Not that I know of. That's why data structures are more commonly used, they can have members that keep track of their size and whatnot.

STL classes all have size() functions, I believe. So a vector could easily tell its length with a simple size().

arrays and pointers are very related. Sometimes I don't even know what the exact differences are. When used an argument to a function, arrays are basically treated as pointers, but when used alone, arrays have a size equal to the amount of memory it uses.

e.g.

int x[30];
size_t x_size = sizeof(x)/sizeof(x[0]);
printf("number of elements: %d\n", x_size);


the above code is going to return 30.


int *x = (int*)malloc(sizeof(int) * 30);
size_t x_size = sizeof(x)/sizeof(x[0]);
printf("number of elements: %d\n", x_size);


is going to return 1. Because sizeof(x), if x is a pointer returns how ever big a pointer size is in that system, usually 4 bytes. For an array it's the number of bytes the actual array takes.
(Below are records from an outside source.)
//! Set of disjoint selected intervals for multi-select timelines.
//!
//! Inserting a span unions it into the set, merging every interval it touches.
//! Removing a span cuts it out, trimming or splitting the intervals it crosses.
//! Intervals are kept sorted by start and never overlap or touch.

use tracing::debug;

use crate::core::error::{validate_window, RangeError};
use crate::core::interval::Interval;
use crate::core::time::TimeValue;

/// What an insert or remove did to the stored intervals
#[derive(Debug, Clone, PartialEq, Eq)]
pub enum SelectionChange {
    Unchanged,
    Added(Interval),
    Removed(Vec<Interval>),
    Replaced {
        removed: Vec<Interval>,
        added: Vec<Interval>,
    },
}

impl SelectionChange {
    pub fn is_unchanged(&self) -> bool {
        matches!(self, SelectionChange::Unchanged)
    }

    pub fn removed(&self) -> &[Interval] {
        match self {
            SelectionChange::Removed(removed)
            | SelectionChange::Replaced { removed, .. } => removed,
            _ => &[],
        }
    }

    pub fn added(&self) -> &[Interval] {
        match self {
            SelectionChange::Added(added) => std::slice::from_ref(added),
            SelectionChange::Replaced { added, .. } => added,
            _ => &[],
        }
    }

    fn from_parts(removed: Vec<Interval>, added: Vec<Interval>) -> Self {
        match (removed.is_empty(), added.len()) {
            (true, 0) => SelectionChange::Unchanged,
            (true, 1) => SelectionChange::Added(added[0]),
            (false, 0) => SelectionChange::Removed(removed),
            _ => SelectionChange::Replaced { removed, added },
        }
    }
}

/// Disjoint selected intervals inside global bounds
#[derive(Debug, Clone, PartialEq, Eq)]
pub struct SelectionSet {
    bounds: Interval,
    intervals: Vec<Interval>, // Sorted by start
}

impl SelectionSet {
    /// Create an empty set for spans inside `bounds`
    pub fn new(bounds: Interval) -> Self {
        Self {
            bounds,
            intervals: Vec::new(),
        }
    }

    /// Build a set by inserting each interval in turn
    pub fn from_intervals<I>(bounds: Interval, intervals: I) -> Result<Self, RangeError>
    where
        I: IntoIterator<Item = Interval>,
    {
        let mut set = Self::new(bounds);
        for interval in intervals {
            set.insert(interval.start, interval.end)?;
        }
        Ok(set)
    }

    pub fn bounds(&self) -> Interval {
        self.bounds
    }

    pub fn intervals(&self) -> &[Interval] {
        &self.intervals
    }

    pub fn iter(&self) -> impl Iterator<Item = &Interval> {
        self.intervals.iter()
    }

    pub fn len(&self) -> usize {
        self.intervals.len()
    }

    pub fn is_empty(&self) -> bool {
        self.intervals.is_empty()
    }

    /// Whether `value` is inside any selected interval
    pub fn contains(&self, value: TimeValue) -> bool {
        self.intervals.iter().any(|interval| interval.contains(value))
    }

    /// Selected intervals sharing some span with `window`
    pub fn intervals_in(&self, window: Interval) -> Vec<Interval> {
        self.intervals
            .iter()
            .filter(|interval| interval.overlaps(&window))
            .copied()
            .collect()
    }

    /// Total selected time
    pub fn total_duration(&self) -> TimeValue {
        self.intervals
            .iter()
            .fold(TimeValue::ZERO, |total, interval| total + interval.duration())
    }

    fn validate(&self, start: TimeValue, end: TimeValue) -> Result<Interval, RangeError> {
        validate_window(start, end, self.bounds.start, self.bounds.end)?;
        Ok(Interval::new(start, end))
    }

    /// Add `[start, end]` to the selection.
    ///
    /// Intervals crossing or touching either edge are absorbed and intervals
    /// inside the (extended) span are replaced by it. Rejects empty or
    /// out-of-bounds spans before touching anything.
    pub fn insert(
        &mut self,
        start: TimeValue,
        end: TimeValue,
    ) -> Result<SelectionChange, RangeError> {
        let requested = self.validate(start, end)?;

        if self.intervals.iter().any(|existing| existing.contains_interval(&requested)) {
            return Ok(SelectionChange::Unchanged);
        }

        let mut merged = requested;
        let mut removed = Vec::new();

        // Left edge falls inside an existing interval
        if let Some(index) = self
            .intervals
            .iter()
            .position(|existing| existing.start < merged.start && merged.start <= existing.end)
        {
            let existing = self.intervals.remove(index);
            merged.start = existing.start;
            removed.push(existing);
        }

        // Right edge falls inside an existing interval
        if let Some(index) = self
            .intervals
            .iter()
            .position(|existing| existing.start <= merged.end && merged.end < existing.end)
        {
            let existing = self.intervals.remove(index);
            merged.end = existing.end;
            removed.push(existing);
        }

        self.intervals.retain(|existing| {
            if merged.contains_interval(existing) {
                removed.push(*existing);
                false
            } else {
                true
            }
        });

        let at = self.intervals.partition_point(|existing| existing.start < merged.start);
        self.intervals.insert(at, merged);
        removed.sort_by_key(|interval| interval.start);

        debug!(
            start = %merged.start,
            end = %merged.end,
            merged = removed.len(),
            "selection inserted"
        );
        Ok(SelectionChange::from_parts(removed, vec![merged]))
    }

    /// Cut `[start, end]` out of the selection.
    ///
    /// Intervals inside the span are dropped, an interval holding the whole
    /// span is split in two, and intervals crossing one edge are trimmed back
    /// to that edge. Rejects empty or out-of-bounds spans before touching
    /// anything.
    pub fn remove(
        &mut self,
        start: TimeValue,
        end: TimeValue,
    ) -> Result<SelectionChange, RangeError> {
        let span = self.validate(start, end)?;

        let mut removed = Vec::new();
        let mut added = Vec::new();
        let mut kept = Vec::with_capacity(self.intervals.len() + 1);

        for existing in self.intervals.drain(..) {
            let pieces: Vec<Interval> = if span.contains_interval(&existing) {
                Vec::new()
            } else if existing.contains_interval(&span) {
                [
                    Interval::new(existing.start, span.start),
                    Interval::new(span.end, existing.end),
                ]
                .into_iter()
                .filter(|piece| !piece.is_empty())
                .collect()
            } else if existing.start < span.start && span.start < existing.end {
                vec![Interval::new(existing.start, span.start)]
            } else if existing.start < span.end && span.end < existing.end {
                vec![Interval::new(span.end, existing.end)]
            } else {
                kept.push(existing);
                continue;
            };

            removed.push(existing);
            added.extend(pieces.iter().copied());
            kept.extend(pieces);
        }
        self.intervals = kept;

        if !removed.is_empty() {
            debug!(
                start = %span.start,
                end = %span.end,
                removed = removed.len(),
                added = added.len(),
                "selection removed"
            );
        }
        Ok(SelectionChange::from_parts(removed, added))
    }

    /// Drop every interval
    pub fn clear(&mut self) -> SelectionChange {
        let removed = std::mem::take(&mut self.intervals);
        SelectionChange::from_parts(removed, Vec::new())
    }

    /// Move the global bounds, clipping intervals to them
    pub fn set_bounds(&mut self, bounds: Interval) -> SelectionChange {
        self.bounds = bounds;

        let mut removed = Vec::new();
        let mut added = Vec::new();
        let mut kept = Vec::with_capacity(self.intervals.len());
        for existing in self.intervals.drain(..) {
            match existing.clamp_to(&bounds) {
                Some(clipped) if clipped == existing => kept.push(existing),
                Some(clipped) => {
                    removed.push(existing);
                    added.push(clipped);
                    kept.push(clipped);
                }
                None => removed.push(existing),
            }
        }
        self.intervals = kept;
        SelectionChange::from_parts(removed, added)
    }
}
Arrays and pointers are, IIRC, one and the same. At least with most modern C compilers, I believe there's no real difference. Indexing is translated to pointer arithmetic (no need to use that error-prone and ugly method now!), passing arrays means you pass a pointer, etc. I think the only real difference is that arrays have some special behavior for convenience sake. The previously-mentioned sizeof() example is one, and I think there's a couple of others.

Another note: gcc lets you allocate variable-size arrays. So you can do something like:


int foo = bar * garply; // Assume bar and garply are read from a file or something.
int baz[foo]; // Note that foo is not a constant!


Which means you don't really have to use malloc() and free() (or new and delete) for that anymore.